Ademais, lembramos, novamente, que as mudanças sugeridas serão mais efetivas se acompanhadas de uma política pública eficiente no combate aos efeitos adversos das mudanças climáticas.

Por fim, a terceira estratégia sugere que bancos devem contribuir positivamente para uma rápida transição para uma economia de baixo carbono. Mais uma vez, o instrumento a ser utilizado seria o financiamento.

Apontando as potencialidade dos setores de energia sustentável e a estimativa de investimento anual de US$100 bilhões até 2030 para que seja atingido a “descarbonização” do setor energético7, o estudo clama por maiores investimentos nos setores propulsores da energia sustentável, como as novas tecnologias.

Nesse sentido, o estudo sugere que os bancos adotem uma postura mais proativa no investimento em programas e projetos de energias renováveis, de eficiência energética e de suporte às reduções de emissões. A criação de uma linha de produtos e serviços que permitam os clientes investir o dinheiro de maneira que contribua para a mitigação dos problemas climáticos também é apontada como um bom caminho a ser seguido.

Outro seguimento que deve receber especial atenção, segundo o estudo, são os produtos destinados ao mercado imobiliário. O correto estímulo à eficiência energética das residências e construções pode representar, de acordo com o próprio IPCC, uma significativa redução das emissões dos GEE.

A terceira estratégia, como se vê, já vem ganhando força junto ao setor bancário. Alguns bancos, de forma pioneira, já disponibilizam, em suas carteiras de investimentos, opções fundadas em ativos ambientais, como os certificados de redução de emissão. O aumento na estruturação desse tipo de investimento dependerá do aumento da demanda por produtos financeiros com essas qualidades.

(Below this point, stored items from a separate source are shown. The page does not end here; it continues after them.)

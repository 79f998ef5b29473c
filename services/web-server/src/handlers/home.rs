use axum::response::Html;

const INDEX_HTML: &str = r#"<!DOCTYPE html>
<html>
<head>
    <title>Coin Flip Demo API</title>
</head>
<body>
    <h1>Coin Flip Demo - Web Server</h1>
    <h2>Available Endpoints:</h2>
    <ul>
        <li><a href="/health">/health</a> - Health check</li>
        <li><a href="/api/flip?count=100">/api/flip?count=100</a> - Run coin flips</li>
        <li><a href="/api/analyze?count=100">/api/analyze?count=100</a> - Analyze coin flips</li>
        <li><a href="/api/compare?trials=50,100,150">/api/compare?trials=50,100,150</a> - Compare flip series</li>
    </ul>
</body>
</html>
"#;

pub async fn index() -> Html<&'static str> {
    Html(INDEX_HTML)
}
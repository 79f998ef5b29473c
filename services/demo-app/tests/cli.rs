//! End-to-end tests for the demo-app binary

use std::process::{Command, Output};

fn run_demo_app(args: &[&str]) -> Output {
    Command::new(env!("CARGO_BIN_EXE_demo-app"))
        .args(args)
        .env_remove("RUST_LOG")
        .env("LOG_FORMAT", "text")
        .output()
        .expect("demo-app should execute")
}

#[test]
fn unknown_mode_exits_with_status_one_and_usage() {
    let output = run_demo_app(&["--mode", "bogus"]);

    assert_eq!(output.status.code(), Some(1));

    let stderr = String::from_utf8(output.stderr).expect("stderr should be utf8");
    assert!(stderr.contains("Unknown mode: bogus"), "stderr={}", stderr);
    assert!(stderr.contains("Usage:"), "stderr={}", stderr);
    assert!(stderr.contains("--mode"), "stderr={}", stderr);

    let stdout = String::from_utf8(output.stdout).expect("stdout should be utf8");
    assert!(!stdout.contains("=== Coin Flip Analysis ==="));
}

#[test]
fn analyze_mode_prints_report_on_stdout() {
    let output = run_demo_app(&["--mode", "analyze", "--flips", "40", "--seed", "7"]);

    assert!(
        output.status.success(),
        "command failed with stderr={}",
        String::from_utf8_lossy(&output.stderr)
    );

    let stdout = String::from_utf8(output.stdout).expect("stdout should be utf8");
    assert!(stdout.contains("=== Coin Flip Analysis ==="));
    assert!(stdout.contains("Total Flips: 40"));
}

#[test]
fn hello_mode_greets() {
    let output = run_demo_app(&["--mode", "hello"]);

    assert!(output.status.success());

    let stdout = String::from_utf8(output.stdout).expect("stdout should be utf8");
    assert!(stdout.contains("Hello from alpha!"));
    assert!(stdout.contains("Hello from beta!"));
}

Todavia, quanto ao estímulo do mercado imobiliário, especialmente no Brasil, não se tem notícias de políticas diferenciadas no financiamento de construções com maior eficiência energética. Esse cenário poderá se modificar rapidamente no Brasil, bastando, para tanto, principalmente, vontade política. As maiores instituições operadoras desse mercado hoje, no Brasil, são estatais e podem introduzir e impulsionar as mudanças pretendidas.

De forma geral, podemos concluir que a segunda e a terceira estratégias sugeridas pelo estudo podem, desde que respeitem o amadurecimento natural do mercado, contribuir para a mitigação dos problemas climáticos. Contudo, há que se observar que esse movimento não pode ser fruto da transferência de atribuições do Estado para a iniciativa privada, nesse caso, o setor bancário.

1) Disponível em: <http://www.banktrack.org/
download/a_challenging_climate_2_0_what_
banks_must_ do_ to_combat_climate_
change>; Acessado em: 20/01/2010.

2) <http://www.banktrack.org>

3) <http://www.ifc.org/>

4) O Grupo Banco Mundial é formado por: International Bank for Reconstruction and Development (IBRD), International Development Association (IDA), International Finance Corporation (IFC), Multilateral Investment Guarantee Agency (MIGA) and the International Centre for the Settlement of Investment Disputes (ICSID). Disponível em: <http://web.worldbank.org/WBSITE/EXTERNAL/EXTABOUT US/0,,pagePK:50004410~piPK:36602~
theSitePK:29708,00.html>; Acessado em: 18.03.2010.

5) Tradução livre do termo financed emissions.

6) O GHG Protocol (the greenhouse gas protocol) é o sistema de contabilização dos gases de efeito estufa mais utilizado internacionalmente permitindo entender, quantificar e gerenciar a emissão destes gases. Mais informações em: <http://www.ghgprotocol.org/>.

7) Renewable energy Policy Network: < http://www.ren21.net/atStake/forum.asp?id=1>; Apud A Challenging Climate 2.0: What Banks must do to combat climate change.

Francisco Silveira Mello Filho é advogado associado ao escritório Pinheiro Pedro Advogados onde atua na área de Meio Ambiente e Sustentabilidade.